Reproduce only what lies between the first line of the material below and the line containing "use crate::logging::log_transaction_operation;", with both of those lines included and every line kept exact.
◇ ◇ ◇ ◇
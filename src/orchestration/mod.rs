//! # Orchestration
//!
//! The command pipeline and the execution context that bounds it.
//!
//! ## Architecture
//!
//! [`CommandPipeline`] composes the lower layers without knowing their
//! internals:
//! - **IdempotencyGuard** claims the key and replays settled outcomes
//! - **CommandHandler** validates, checks invariants, prompts and plans
//! - **UnitOfWork** commits the plan's mutations all-or-nothing
//! - **RetryingGateway** absorbs transient backend failures underneath
//!
//! An [`ExecutionContext`] carries the cancellation signal and the command
//! deadline through every suspension point.

pub mod command_pipeline;
pub mod execution_context;

pub use command_pipeline::{CommandPipeline, PipelineOutcome};
pub use execution_context::{CancellationSignal, ExecutionContext, Interruption};
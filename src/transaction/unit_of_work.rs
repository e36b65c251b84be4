//! # Unit of Work
//!
//! Commits a command's mutations all-or-nothing. Mutations are written in
//! registration order through the [`RetryingGateway`]; when one fails, the
//! mutations already written are compensated in reverse order before the
//! context becomes `RolledBack`. The failed write itself is not compensated.
//!
//! An explicit [`UnitOfWork::rollback`] after an interrupted commit also
//! compensates the mutation that was in flight, since its outcome is unknown.
//!
//! A context moves from `Open` to exactly one terminal state and never reopens.

use super::context::{TransactionContext, TransactionState};
use super::errors::TransactionError;
use super::mutation::Mutation;
use crate::logging::log_transaction_operation;
use crate::resilience::RetryingGateway;
use std::sync::Arc;
use tracing::{debug, error, warn};

#[derive(Debug, Clone)]
pub struct UnitOfWork {
    gateway: Arc<RetryingGateway>,
}
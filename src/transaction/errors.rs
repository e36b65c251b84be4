use super::context::TransactionState;
use crate::error::PipelineError;
use crate::models::RecordKey;
use crate::resilience::GatewayError;
use thiserror::Error;
use uuid::Uuid;

#[derive(Debug, Clone, PartialEq, Error)]
pub enum TransactionError {
    #[error("Transaction {transaction_id} is {state}, expected open")]
    InvalidTransactionState {
        transaction_id: Uuid,
        state: TransactionState,
    },

    #[error("Mutation {index} on {target} failed in transaction {transaction_id}: {source}")]
    MutationFailed {
        transaction_id: Uuid,
        index: usize,
        target: RecordKey,
        source: GatewayError,
        /// Set when undoing the mutations written before the failure also failed
        compensation_failure: Option<String>,
    },

    #[error("Compensation failed for transaction {transaction_id}: {reason}")]
    CompensationFailed { transaction_id: Uuid, reason: String },
}

impl From<TransactionError> for PipelineError {
    fn from(error: TransactionError) -> Self {
        match error {
            TransactionError::MutationFailed { source, .. } => source.into(),
            TransactionError::CompensationFailed {
                transaction_id,
                reason,
            } => PipelineError::CompensationFailed {
                transaction_id: transaction_id.to_string(),
                reason,
            },
            invalid @ TransactionError::InvalidTransactionState { .. } => {
                PipelineError::PersistenceError(invalid.to_string())
            }
        }
    }
}
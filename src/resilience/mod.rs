//! # Resilience Module
//!
//! Connection awareness and retry for backend access.
//!
//! ## Architecture
//!
//! - **Connection Monitor**: last known reachability, refreshed by probes
//! - **Retry Policy**: capped exponential backoff with optional jitter
//! - **Retrying Gateway**: applies the policy to every backend call and fails
//!   fast while the monitor reports the backend unreachable
//!
//! ## Usage
//!
//! ```rust,no_run
//! use cmdgate_core::persistence::InMemoryGateway;
//! use cmdgate_core::resilience::{ConnectionMonitor, RetryPolicy, RetryingGateway};
//! use std::sync::Arc;
//! use std::time::Duration;
//!
//! # async fn example() -> Result<(), Box<dyn std::error::Error>> {
//! let backend = Arc::new(InMemoryGateway::new());
//! let monitor = Arc::new(ConnectionMonitor::new(backend.clone(), Duration::from_secs(1)));
//! let gateway = RetryingGateway::new(backend, monitor, RetryPolicy::default());
//!
//! let tags = gateway.find_all("tags").await?;
//! # Ok(())
//! # }
//! ```

pub mod connection_monitor;
pub mod retry;
pub mod retrying_gateway;

pub use connection_monitor::{AlwaysReachable, ConnectionMonitor, ConnectionState, ReachabilityProbe};
pub use retry::RetryPolicy;
pub use retrying_gateway::{GatewayError, GatewayResult, RetryingGateway};
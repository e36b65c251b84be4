use serde::{Deserialize, Serialize};
use std::fmt;

/// Lifecycle of a submitted command
#[derive(Debug, Clone, Copy, PartialEq, Eq, Hash, Serialize, Deserialize, Default)]
#[serde(rename_all = "snake_case")]
pub enum CommandState {
    /// Accepted by the pipeline, idempotency key claimed
    #[default]
    Received,
    /// Payload passed structural validation; business invariants not yet checked
    Validated,
    /// Waiting for the user to approve
    Confirming,
    /// Unit of work is committing
    Executing,
    /// All mutations persisted
    Committed,
    /// Execution failed or was interrupted; mutations compensated
    RolledBack,
    /// Refused before any mutation was attempted
    Rejected,
}

impl CommandState {
    /// Check if this is a terminal state (no further transitions allowed)
    pub fn is_terminal(&self) -> bool {
        matches!(self, Self::Committed | Self::RolledBack | Self::Rejected)
    }

    /// Whether the command is waiting on a human
    pub fn is_awaiting_user(&self) -> bool {
        matches!(self, Self::Confirming)
    }

    pub fn is_executing(&self) -> bool {
        matches!(self, Self::Executing)
    }
}

impl fmt::Display for CommandState {
    fn fmt(&self, f: &mut fmt::Formatter<'_>) -> fmt::Result {
        match self {
            Self::Received => write!(f, "received"),
            Self::Validated => write!(f, "validated"),
            Self::Confirming => write!(f, "confirming"),
            Self::Executing => write!(f, "executing"),
            Self::Committed => write!(f, "committed"),
            Self::RolledBack => write!(f, "rolled_back"),
            Self::Rejected => write!(f, "rejected"),
        }
    }
}

impl std::str::FromStr for CommandState {
    type Err = String;

    fn from_str(s: &str) -> Result<Self, Self::Err> {
        match s {
            "received" => Ok(Self::Received),
            "validated" => Ok(Self::Validated),
            "confirming" => Ok(Self::Confirming),
            "executing" => Ok(Self::Executing),
            "committed" => Ok(Self::Committed),
            "rolled_back" => Ok(Self::RolledBack),
            "rejected" => Ok(Self::Rejected),
            _ => Err(format!("Invalid command state: {s}")),
        }
    }
}
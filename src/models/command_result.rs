use crate::error::{ErrorKind, PipelineError};
use serde::{Deserialize, Serialize};

/// Outcome of a command, returned to the caller and cached by the idempotency guard
#[derive(Debug, Clone, PartialEq, Eq, Serialize, Deserialize)]
pub struct CommandResult {
    pub success: bool,

    /// User-facing message
    pub message: String,

    /// Identifier of the entity the command created, if any
    pub produced_id: Option<String>,

    /// Failure classification, `None` on success
    pub error_kind: Option<ErrorKind>,

    /// A new submission with a fresh key may succeed
    pub retryable: bool,
}

impl CommandResult {
    pub fn success(message: impl Into<String>, produced_id: Option<String>) -> Self {
        Self {
            success: true,
            message: message.into(),
            produced_id,
            error_kind: None,
            retryable: false,
        }
    }

    pub fn failure(kind: ErrorKind, message: impl Into<String>) -> Self {
        Self {
            success: false,
            message: message.into(),
            produced_id: None,
            error_kind: Some(kind),
            retryable: kind.is_retryable(),
        }
    }

    pub fn from_error(error: &PipelineError) -> Self {
        Self::failure(error.kind(), error.user_message())
    }

    pub fn is_failure_of(&self, kind: ErrorKind) -> bool {
        self.error_kind == Some(kind)
    }
}

#[cfg(test)]
mod tests {
    use super::*;

    #[test]
    fn test_failure_from_error_carries_kind_and_retryability() {
        let err = PipelineError::ConnectionInterrupted {
            operation: "save".to_string(),
        };
        let result = CommandResult::from_error(&err);
        assert!(!result.success);
        assert!(result.retryable);
        assert!(result.is_failure_of(ErrorKind::ConnectionInterrupted));

        let result = CommandResult::from_error(&PipelineError::business_rule("Max banners reached"));
        assert_eq!(result.message, "Max banners reached");
        assert!(!result.retryable);
    }

    #[test]
    fn test_success_has_no_error_kind() {
        let result = CommandResult::success("Tag inserted", Some("tag-1".to_string()));
        assert!(result.success);
        assert_eq!(result.error_kind, None);
        assert_eq!(result.produced_id.as_deref(), Some("tag-1"));
    }
}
◇ ◇ ◇ ◇
**Completed task:**
filename src/orchestration/mod.rs
//! # Orchestration
//!
//! The command pipeline and the execution context that bounds it.
//!
//! ## Architecture
//!
//! [`CommandPipeline`] composes the lower layers without knowing their
//! internals:
//! - **IdempotencyGuard** claims the key and replays settled outcomes
//! - **CommandHandler** validates, checks invariants, prompts and plans
//! - **UnitOfWork** commits the plan's mutations all-or-nothing
//! - **RetryingGateway** absorbs transient backend failures underneath
//!
//! An [`ExecutionContext`] carries the cancellation signal and the command
//! deadline through every suspension point.

pub mod command_pipeline;
pub mod execution_context;

pub use command_pipeline::{CommandPipeline, PipelineOutcome};
pub use execution_context::{CancellationSignal, ExecutionContext, Interruption};
filename src/transaction/unit_of_work.rs
repository e36b65c251b84be4
//! # Unit of Work
//!
//! Commits a command's mutations all-or-nothing. Mutations are written in
//! registration order through the [`RetryingGateway`]; when one fails, the
//! mutations already written are compensated in reverse order before the
//! context becomes `RolledBack`. The failed write itself is not compensated.
//!
//! An explicit [`UnitOfWork::rollback`] after an interrupted commit also
//! compensates the mutation that was in flight, since its outcome is unknown.
//!
//! A context moves from `Open` to exactly one terminal state and never reopens.

use super::context::{TransactionContext, TransactionState};
use super::errors::TransactionError;
use super::mutation::Mutation;
use crate::logging::log_transaction_operation;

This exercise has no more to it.